- Abbreviation: MDG
- Leader: Arild Hermstad
- Deputy Leader: Ingrid Liland
- Deputy Leader: Jonas Maas Nilsen
- Founders: Arne Næss Johan Galtung Sigmund Kvaløy Setreng
- Founded: 29 October 1988
- Headquarters: Oslo
- Youth wing: Young Greens of Norway
- Membership (2024): ▼9,903
- Ideology: Green politics Pro-Europeanism Republicanism (Norwegian)
- Political position: Centre-left
- European affiliation: European Green Party
- International affiliation: Global Greens
- Colours: Light Green (customary) Green (official)
- Storting: 8 / 169
- County Councils: 36 / 574
- Municipal Councils: 157 / 9,344

Website
- mdg.no

= Green Party (Norway) =

Norwegian green political party

The Green Party (Miljøpartiet De Grønne, Miljøpartiet Dei Grøne, lit. 'Environment Party The Greens', MDG; Birasbellodat Ruonát) is a centre-left green political party in Norway. The party currently holds eight seats in the Storting and is represented in municipal and county councils, having attained 4.7% and 4.1% in 2025 parliamentary election and 2023 local elections respectively. Its 2025 result marks the first time the party surpassed the 4% electoral threshold required to qualify for leveling seats in the Storting, securing an all-time high of eight representatives.

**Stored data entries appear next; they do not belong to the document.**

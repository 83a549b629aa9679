//! Form error types

use crate::api::{format_api_error, ApiError};
use std::fmt;
use thiserror::Error;

/// A problem with one field of the draft
#[derive(Debug, Clone, PartialEq, Eq)]
pub struct FieldIssue {
    pub field: String,
    pub message: String,
}

impl FieldIssue {
    pub fn new(field: &str, message: impl Into<String>) -> Self {
        Self {
            field: field.to_string(),
            message: message.into(),
        }
    }
}

impl fmt::Display for FieldIssue {
    fn fmt(&self, f: &mut fmt::Formatter<'_>) -> fmt::Result {
        write!(f, "{}: {}", self.field, self.message)
    }
}

/// Client-side validation failure; never reaches the network
#[derive(Debug, Clone, PartialEq, Eq, Default)]
pub struct ValidationError {
    pub issues: Vec<FieldIssue>,
}

impl ValidationError {
    pub fn is_empty(&self) -> bool {
        self.issues.is_empty()
    }

    pub fn push(&mut self, issue: FieldIssue) {
        self.issues.push(issue);
    }

    /// Issue reported for a field, if any
    pub fn for_field(&self, field: &str) -> Option<&FieldIssue> {
        self.issues.iter().find(|i| i.field == field)
    }
}

impl fmt::Display for ValidationError {
    fn fmt(&self, f: &mut fmt::Formatter<'_>) -> fmt::Result {
        let parts: Vec<String> = self.issues.iter().map(|i| i.to_string()).collect();
        write!(f, "{}", parts.join("; "))
    }
}

impl std::error::Error for ValidationError {}

impl From<FieldIssue> for ValidationError {
    fn from(issue: FieldIssue) -> Self {
        Self {
            issues: vec![issue],
        }
    }
}

/// Errors returned by [`ResourceFormState::submit`](super::ResourceFormState::submit)
#[derive(Error, Debug)]
pub enum SubmitError {
    #[error("validation failed: {0}")]
    Validation(#[from] ValidationError),

    #[error(transparent)]
    Api(#[from] ApiError),
}

impl SubmitError {
    /// Message for the form's error line
    pub fn display_message(&self) -> String {
        match self {
            SubmitError::Validation(err) => err.to_string(),
            SubmitError::Api(err) => format_api_error(err),
        }
    }
}

#[cfg(test)]
mod tests {
    use super::*;

    #[test]
    fn test_validation_display_joins_issues() {
        let mut err = ValidationError::default();
        err.push(FieldIssue::new("name", "is required"));
        err.push(FieldIssue::new("types", "needs at least one entry"));
        assert_eq!(err.to_string(), "name: is required; types: needs at least one entry");
        assert_eq!(err.for_field("types").unwrap().message, "needs at least one entry");
    }

    #[test]
    fn test_submit_error_messages() {
        let err = SubmitError::from(ValidationError::from(FieldIssue::new("name", "is required")));
        assert_eq!(err.display_message(), "name: is required");

        let err = SubmitError::from(ApiError::Http {
            status: 404,
            status_text: "Not Found".to_string(),
        });
        assert_eq!(err.display_message(), "Resource not found.");
    }
}
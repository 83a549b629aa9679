//! Terminal User Interface rendering module
//!
//! This module handles all UI rendering for catadmin using the ratatui
//! framework. The list view is a paginated table of the current resource;
//! detail and form views replace it, dialogs and selectors overlay it.
//!
//! # Architecture
//!
//! - [`splash`] - Startup splash screen
//! - `header` - Header bar with backend and resource info
//! - `help` - Help overlay showing keybindings
//! - `dialog` - Confirmation and warning dialogs
//! - `picker` - Category and resource selector
//! - `form` - Create/edit form
//!
//! # JSON Highlighting
//!
//! The detail view shows the raw record with syntax highlighting:
//! - Keys in cyan
//! - Strings in green
//! - Numbers in light blue
//! - Booleans in magenta
//! - Null values in dark gray

mod dialog;
mod form;
mod header;
mod help;
mod picker;
pub mod splash;

use crate::app::{App, Mode};
use catadmin::resource::{ColumnDef, FieldKind, Record, Ref};
use ratatui::{
    layout::{Alignment, Constraint, Direction, Layout, Rect},
    style::{Color, Modifier, Style},
    text::{Line, Span},
    widgets::{Block, Borders, Cell, Paragraph, Row, Scrollbar, ScrollbarOrientation, ScrollbarState, Table, TableState},
    Frame,
};

pub fn render(f: &mut Frame, app: &App) {
    let chunks = Layout::default()
        .direction(Direction::Vertical)
        .constraints([
            Constraint::Length(5), // Header (multi-line)
            Constraint::Min(1),    // Main content
            Constraint::Length(1), // Footer/status
        ])
        .split(f.area());

    // Header - multi-line with context info
    header::render(f, app, chunks[0]);

    // Main content - depends on which view is open; the form stays under its overlays
    if app.editor.is_some() {
        form::render(f, app, chunks[1]);
    } else if app.detail.is_some() {
        render_detail_view(f, app, chunks[1]);
    } else {
        render_main_content(f, app, chunks[1]);
    }

    // Footer
    render_status(f, app, chunks[2]);

    // Overlays
    match app.mode {
        Mode::Help => {
            help::render(f, app);
        },
        Mode::Confirm | Mode::Warning => {
            dialog::render(f, app);
        },
        Mode::Picker => {
            picker::render(f, app, f.area());
        },
        _ => {},
    }
}

fn render_main_content(f: &mut Frame, app: &App, area: Rect) {
    // If filter is active or has text, show filter input above table
    let show_filter = app.filter_active || !app.filter_text.is_empty();

    if show_filter {
        let chunks = Layout::default()
            .direction(Direction::Vertical)
            .constraints([Constraint::Length(1), Constraint::Min(1)])
            .split(area);

        render_filter_bar(f, app, chunks[0]);
        render_table(f, app, chunks[1]);
    } else {
        render_table(f, app, area);
    }
}

fn render_filter_bar(f: &mut Frame, app: &App, area: Rect) {
    let cursor_style = if app.filter_active {
        Style::default()
            .fg(Color::Yellow)
            .add_modifier(Modifier::BOLD)
    } else {
        Style::default().fg(Color::DarkGray)
    };

    let filter_display = if app.filter_active {
        format!("/{}_", app.filter_text)
    } else {
        format!("/{}", app.filter_text)
    };

    let paragraph = Paragraph::new(Line::from(vec![Span::styled(filter_display, cursor_style)]));
    f.render_widget(paragraph, area);
}

/// Render the current page of the resource table
fn render_table(f: &mut Frame, app: &App, area: Rect) {
    let schema = app.current_resource();
    let list = &app.manager.list;

    // Title with count, selection, and pagination
    let title = {
        let count = list.filtered_count();
        let total = list.items().len();
        let selection_count = list.selection().len();

        let selection_info = if selection_count > 0 {
            format!(" [{}✓]", selection_count)
        } else {
            String::new()
        };

        let page_info = format!(" pg.{}/{}", list.page(), list.total_pages());

        if count == total {
            format!(" {}[{}]{}{} ", schema.display_name, count, selection_info, page_info)
        } else {
            format!(
                " {}[{}/{}]{}{} ",
                schema.display_name, count, total, selection_info, page_info
            )
        }
    };

    let block = Block::default()
        .borders(Borders::ALL)
        .border_style(Style::default().fg(Color::DarkGray))
        .title(Span::styled(
            title,
            Style::default()
                .fg(Color::Cyan)
                .add_modifier(Modifier::BOLD),
        ))
        .title_alignment(Alignment::Center);

    let inner_area = block.inner(area);
    f.render_widget(block, area);

    let page_items = list.page_items();
    if page_items.is_empty() {
        let message = if list.loading {
            "Loading..."
        } else if list.items().is_empty() {
            "No records"
        } else {
            "No records match the filter"
        };
        let msg = Paragraph::new(message)
            .style(Style::default().fg(Color::DarkGray))
            .alignment(Alignment::Center);
        f.render_widget(msg, inner_area);
        return;
    }

    let has_selection = !list.selection().is_empty();
    let header_style = Style::default()
        .fg(Color::Yellow)
        .add_modifier(Modifier::BOLD);

    let mut header_cells: Vec<Cell> = Vec::new();
    if has_selection {
        header_cells.push(Cell::from(" ").style(header_style));
    }
    header_cells.extend(
        schema
            .columns
            .iter()
            .map(|col| Cell::from(format!(" {}", col.header)).style(header_style)),
    );
    let header = Row::new(header_cells).height(1);

    let rows: Vec<Row> = page_items
        .iter()
        .map(|record| {
            let is_selected = record
                .id(schema)
                .is_some_and(|id| list.is_selected(&id));

            let mut cells: Vec<Cell> = Vec::new();

            if has_selection {
                let indicator = if is_selected { "●" } else { " " };
                let style = if is_selected {
                    Style::default()
                        .fg(Color::Green)
                        .add_modifier(Modifier::BOLD)
                } else {
                    Style::default().fg(Color::DarkGray)
                };
                cells.push(Cell::from(format!(" {}", indicator)).style(style));
            }

            cells.extend(schema.columns.iter().map(|col| {
                let value = cell_text(app, record, col);
                let style = if is_selected {
                    Style::default().bg(Color::Rgb(40, 60, 40))
                } else {
                    Style::default()
                };
                Cell::from(format!(" {}", truncate_string(&value, 38))).style(style)
            }));

            Row::new(cells)
        })
        .collect();

    let mut widths: Vec<Constraint> = Vec::new();
    if has_selection {
        widths.push(Constraint::Length(3));
    }
    widths.extend(schema.columns.iter().map(|col| Constraint::Percentage(col.width)));

    let table = Table::new(rows, widths).header(header).row_highlight_style(
        Style::default()
            .bg(Color::DarkGray)
            .fg(Color::White)
            .add_modifier(Modifier::BOLD),
    );

    let mut state = TableState::default();
    state.select(Some(app.selected));

    f.render_stateful_widget(table, inner_area, &mut state);
}

/// Cell text; bare relation ids are shown with their loaded label
fn cell_text(app: &App, record: &Record, col: &ColumnDef) -> String {
    let schema = app.current_resource();
    if let Some(field) = schema.field(&col.json_path) {
        if field.kind == FieldKind::Relation {
            if let (Some(Ref::Bare(id)), Some(source)) = (
                record.get(&field.name).and_then(Ref::from_value),
                field.source.as_deref(),
            ) {
                if let Some(label) = app.manager.relation_label(source, &id) {
                    return label.to_string();
                }
            }
        }
    }
    record.column_value(schema, col)
}

/// Truncate string for display (Unicode-safe)
fn truncate_string(s: &str, max_len: usize) -> String {
    let s = s.replace('\n', " ");
    let char_count = s.chars().count();
    if char_count > max_len {
        let truncated: String = s.chars().take(max_len.saturating_sub(3)).collect();
        format!("{}...", truncated)
    } else {
        s
    }
}

fn render_detail_view(f: &mut Frame, app: &App, area: Rect) {
    let Some(detail) = &app.detail else {
        return;
    };
    let schema = app.current_resource();

    let title = format!(" {} Details ", schema.display_name);
    let border_color = if detail.error.is_some() {
        Color::Red
    } else {
        Color::Cyan
    };

    let block = Block::default()
        .borders(Borders::ALL)
        .border_style(Style::default().fg(border_color))
        .title(Span::styled(
            title,
            Style::default()
                .fg(border_color)
                .add_modifier(Modifier::BOLD),
        ));

    let inner_area = block.inner(area);
    f.render_widget(block, area);

    // Error state with retry/back actions
    if let Some(error) = &detail.error {
        let content = vec![
            Line::from(""),
            Line::from(Span::styled(
                error.as_str(),
                Style::default().fg(Color::Red).add_modifier(Modifier::BOLD),
            )),
            Line::from(""),
            Line::from(Span::styled(
                format!("{} id: {}", schema.item_name, detail.id),
                Style::default().fg(Color::DarkGray),
            )),
            Line::from(""),
            Line::from(vec![
                Span::styled("r", Style::default().fg(Color::Yellow)),
                Span::styled(": retry   ", Style::default().fg(Color::DarkGray)),
                Span::styled("Esc", Style::default().fg(Color::Yellow)),
                Span::styled(": back", Style::default().fg(Color::DarkGray)),
            ]),
        ];
        f.render_widget(Paragraph::new(content).alignment(Alignment::Center), inner_area);
        return;
    }

    let Some(record) = &detail.record else {
        let msg = Paragraph::new("Loading...")
            .style(Style::default().fg(Color::Yellow))
            .alignment(Alignment::Center);
        f.render_widget(msg, inner_area);
        return;
    };

    let mut lines: Vec<Line> = Vec::new();
    for field in &schema.fields {
        let mut value = record.field_display(&field.name, field.kind);
        if field.kind == FieldKind::Relation {
            if let (Some(Ref::Bare(id)), Some(source)) = (
                record.get(&field.name).and_then(Ref::from_value),
                field.source.as_deref(),
            ) {
                if let Some(label) = app.manager.relation_label(source, &id) {
                    value = label.to_string();
                }
            }
        }
        lines.push(Line::from(vec![
            Span::styled(
                format!(" {:<14}", field.label),
                Style::default().fg(Color::Yellow),
            ),
            Span::raw(value.replace('\n', " ")),
        ]));
    }

    let images = record.image_paths(schema);
    if !images.is_empty() {
        lines.push(Line::from(vec![
            Span::styled(format!(" {:<14}", "Images"), Style::default().fg(Color::Yellow)),
            Span::raw(images.join(", ")),
        ]));
    }

    lines.push(Line::from(""));
    lines.push(Line::from(Span::styled(
        " Raw",
        Style::default()
            .fg(Color::DarkGray)
            .add_modifier(Modifier::BOLD),
    )));
    let json = serde_json::to_string_pretty(record.value()).unwrap_or_default();
    lines.extend(json.lines().map(highlight_json_line));

    let total_lines = lines.len();
    let visible_lines = inner_area.height as usize;
    let max_scroll = total_lines.saturating_sub(visible_lines);
    let scroll = detail.scroll.min(max_scroll);

    let paragraph = Paragraph::new(lines).scroll((scroll as u16, 0));
    f.render_widget(paragraph, inner_area);

    // Render scrollbar if content exceeds visible area
    if total_lines > visible_lines {
        let scrollbar = Scrollbar::new(ScrollbarOrientation::VerticalRight)
            .begin_symbol(Some("↑"))
            .end_symbol(Some("↓"));
        let mut scrollbar_state = ScrollbarState::new(max_scroll + visible_lines).position(scroll);
        f.render_stateful_widget(scrollbar, inner_area, &mut scrollbar_state);
    }
}
//! Resource Client
//!
//! Main client for the catalog backend, combining the injected configuration
//! (base URL and token) with the HTTP layer. Every backend resource exposes
//! the same CRUD shape: `GET /{r}`, `GET /{r}/{id}`, `POST /{r}`,
//! `PATCH /{r}/{id}`, `DELETE /{r}/{id}`.

use super::http::ApiHttpClient;
use super::{ApiError, Payload};
use reqwest::Method;
use serde::de::DeserializeOwned;
use serde_json::Value;
use url::Url;

/// Connection settings handed to the client at construction
#[derive(Debug, Clone)]
pub struct ApiConfig {
    pub base_url: Url,
    pub token: Option<String>,
}

impl ApiConfig {
    pub fn new(base_url: &str, token: Option<String>) -> Result<Self, ApiError> {
        let base_url = Url::parse(base_url)?;
        Ok(Self {
            base_url,
            token: token.filter(|t| !t.trim().is_empty()),
        })
    }
}

/// Main API client
#[derive(Clone)]
pub struct ResourceClient {
    pub http: ApiHttpClient,
    config: ApiConfig,
}

impl ResourceClient {
    /// Create a new client
    pub fn new(config: ApiConfig) -> Result<Self, ApiError> {
        let http = ApiHttpClient::new()?;
        Ok(Self { http, config })
    }

    pub fn config(&self) -> &ApiConfig {
        &self.config
    }

    /// Resolve a resource path against the base URL
    pub fn url(&self, path: &str) -> Result<Url, ApiError> {
        let mut base = self.config.base_url.clone();
        // Url::join replaces the last segment unless the base ends with '/'
        if !base.path().ends_with('/') {
            let with_slash = format!("{}/", base.path());
            base.set_path(&with_slash);
        }
        Ok(base.join(path.trim_start_matches('/'))?)
    }

    /// Path of a single item, with the id percent-encoded
    pub fn item_path(endpoint: &str, id: &str) -> String {
        format!(
            "{}/{}",
            endpoint.trim_end_matches('/'),
            urlencoding::encode(id)
        )
    }

    /// Issue a request and decode the envelope's `data` into `T`
    pub async fn request<T: DeserializeOwned>(
        &self,
        method: Method,
        path: &str,
        body: Option<&Payload>,
    ) -> Result<T, ApiError> {
        let url = self.url(path)?;
        self.request_url(method, url, body).await
    }

    async fn request_url<T: DeserializeOwned>(
        &self,
        method: Method,
        url: Url,
        body: Option<&Payload>,
    ) -> Result<T, ApiError> {
        let data = self
            .http
            .send(method, url, self.config.token.as_deref(), body)
            .await?;
        Ok(serde_json::from_value(data)?)
    }

    /// List a collection, optionally filtered by query parameters
    pub async fn list(&self, endpoint: &str, query: &[(&str, &str)]) -> Result<Vec<Value>, ApiError> {
        let mut url = self.url(endpoint)?;
        if !query.is_empty() {
            let mut pairs = url.query_pairs_mut();
            for (key, value) in query {
                pairs.append_pair(key, value);
            }
        }

        let data: Value = self.request_url(Method::GET, url, None).await?;
        match data {
            Value::Array(items) => Ok(items),
            Value::Null => Ok(Vec::new()),
            other => Err(ApiError::Decode(format!(
                "expected a list from {}, got {}",
                endpoint,
                json_kind(&other)
            ))),
        }
    }

    pub async fn get(&self, endpoint: &str, id: &str) -> Result<Value, ApiError> {
        self.request(Method::GET, &Self::item_path(endpoint, id), None)
            .await
    }

    pub async fn create(&self, endpoint: &str, body: &Payload) -> Result<Value, ApiError> {
        self.request(Method::POST, endpoint, Some(body)).await
    }

    pub async fn update(&self, endpoint: &str, id: &str, body: &Payload) -> Result<Value, ApiError> {
        self.request(Method::PATCH, &Self::item_path(endpoint, id), Some(body))
            .await
    }

    pub async fn delete(&self, endpoint: &str, id: &str) -> Result<Value, ApiError> {
        self.request(Method::DELETE, &Self::item_path(endpoint, id), None)
            .await
    }
}

fn json_kind(value: &Value) -> &'static str {
    match value {
        Value::Null => "null",
        Value::Bool(_) => "a boolean",
        Value::Number(_) => "a number",
        Value::String(_) => "a string",
        Value::Array(_) => "an array",
        Value::Object(_) => "an object",
    }
}
use std::fmt::Debug;

use approx::{AbsDiffEq, RelativeEq};

use crate::{Error, Point, Result};

/// Affine transformation from pixel space (col, row) to world coordinates
#[cfg_attr(feature = "serde", derive(serde::Serialize, serde::Deserialize))]
#[derive(Clone, Copy, PartialEq, Default)]
pub struct GeoTransform([f64; 6]);

impl GeoTransform {
    /// Creates a new `GeoTransform` from the provided coefficients.
    ///
    /// The coefficients are in the order: [top left x, pixel width, rotation (0 if north is up), top left y, rotation (0 if north is up), pixel height].
    pub const fn new(coefficients: [f64; 6]) -> Self {
        GeoTransform(coefficients)
    }

    /// North up transform, `cell_size_y` is negative for rasters stored from north to south
    pub fn from_top_left_and_cell_size(top_left: Point, cell_size_x: f64, cell_size_y: f64) -> Self {
        Self::new([top_left.x(), cell_size_x, 0.0, top_left.y(), 0.0, cell_size_y])
    }

    /// Translates a pixel position to a world coordinate.
    /// Position (0, 0) is the top left corner of the top left cell.
    pub fn apply(&self, col: f64, row: f64) -> Point {
        let x = self.0[0] + self.0[1] * col + self.0[2] * row;
        let y = self.0[3] + self.0[4] * col + self.0[5] * row;
        Point::new(x, y)
    }

    pub fn top_left(&self) -> Point {
        Point::new(self.0[0], self.0[3])
    }

    /// The horizontal cell size
    pub fn cell_size_x(&self) -> f64 {
        self.0[1]
    }

    /// The vertical cell size
    pub fn cell_size_y(&self) -> f64 {
        self.0[5]
    }

    pub fn is_north_up(&self) -> bool {
        self.0[2] == 0.0 && self.0[4] == 0.0
    }

    /// Returns the coefficients of the transformation.
    pub fn coefficients(&self) -> [f64; 6] {
        self.0
    }

    /// The transform of a raster that keeps every `factor`-th pixel, the top left corner is unchanged
    pub fn scaled(&self, factor: f64) -> Self {
        let mut gt = self.0;
        gt[1] *= factor;
        gt[5] *= factor;
        GeoTransform(gt)
    }

    pub fn invert(&self) -> Result<Self> {
        let gt_in = &self.0;
        let mut gt_out = [0.0; 6];

        if gt_in[2] == 0.0 && gt_in[4] == 0.0 && gt_in[1] != 0.0 && gt_in[5] != 0.0 {
            // No rotation: avoid the determinant and its precision issues.
            // X = gt_in[0] + x * gt_in[1]
            // Y = gt_in[3] + y * gt_in[5]
            gt_out[0] = -gt_in[0] / gt_in[1];
            gt_out[1] = 1.0 / gt_in[1];
            gt_out[3] = -gt_in[3] / gt_in[5];
            gt_out[5] = 1.0 / gt_in[5];
            return Ok(gt_out.into());
        }

        // Assume a 3rd row that is [1 0 0].
        let det = gt_in[1] * gt_in[5] - gt_in[2] * gt_in[4];
        let magnitude = f64::max(f64::max(gt_in[1].abs(), gt_in[2].abs()), f64::max(gt_in[4].abs(), gt_in[5].abs()));

        if det.abs() <= 1e-10 * magnitude * magnitude {
            return Err(Error::Runtime(
                "GeoTransform::invert: Determinant is too small, cannot compute inverse.".to_string(),
            ));
        }

        let inv_det = 1.0 / det;

        // Adjoint divided by the determinant
        gt_out[1] = gt_in[5] * inv_det;
        gt_out[4] = -gt_in[4] * inv_det;

        gt_out[2] = -gt_in[2] * inv_det;
        gt_out[5] = gt_in[1] * inv_det;

        gt_out[0] = (gt_in[2] * gt_in[3] - gt_in[0] * gt_in[5]) * inv_det;
        gt_out[3] = (-gt_in[1] * gt_in[3] + gt_in[0] * gt_in[4]) * inv_det;

        Ok(gt_out.into())
    }
}

impl From<[f64; 6]> for GeoTransform {
    fn from(coefficients: [f64; 6]) -> Self {
        GeoTransform(coefficients)
    }
}

impl From<GeoTransform> for [f64; 6] {
    fn from(geo_trans: GeoTransform) -> [f64; 6] {
        geo_trans.0
    }
}

impl Debug for GeoTransform {
    fn fmt(&self, f: &mut std::fmt::Formatter<'_>) -> std::fmt::Result {
        write!(
            f,
            "GeoTransform(topleft: ({}, {}), pixel_width: {}, pixel_height: {})",
            self.0[0],
            self.0[3],
            self.cell_size_x(),
            self.cell_size_y()
        )
    }
}

impl AbsDiffEq for GeoTransform {
    type Epsilon = f64;

    fn default_epsilon() -> Self::Epsilon {
        f64::default_epsilon()
    }

    fn abs_diff_eq(&self, other: &Self, epsilon: Self::Epsilon) -> bool {
        self.0.abs_diff_eq(&other.0, epsilon)
    }
}

impl RelativeEq for GeoTransform {
    fn default_max_relative() -> Self::Epsilon {
        f64::default_max_relative()
    }

    fn relative_eq(&self, other: &Self, epsilon: Self::Epsilon, max_relative: Self::Epsilon) -> bool {
        self.0.relative_eq(&other.0, epsilon, max_relative)
    }
}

Similar to its German role model Alliance 90/The Greens, MDG represents green politics with social liberal features. It has been described as centre-left by academics and voters. The party has historical roots partly in the new left of the 1960s and 1970s, and partly in the broader environmental movement of the 1970s and 1980s, which itself was highly diverse and attracted support from both the new left and environmentally-oriented liberals and conservatives who rallied around environmental issues. Over time the party has moved in a more centrist and socially liberal direction. MDG stands in a progressive tradition and also defines itself as an intersectional feminist party, and was one of the around 30 organizations behind a 2025 call for an inclusive feminism.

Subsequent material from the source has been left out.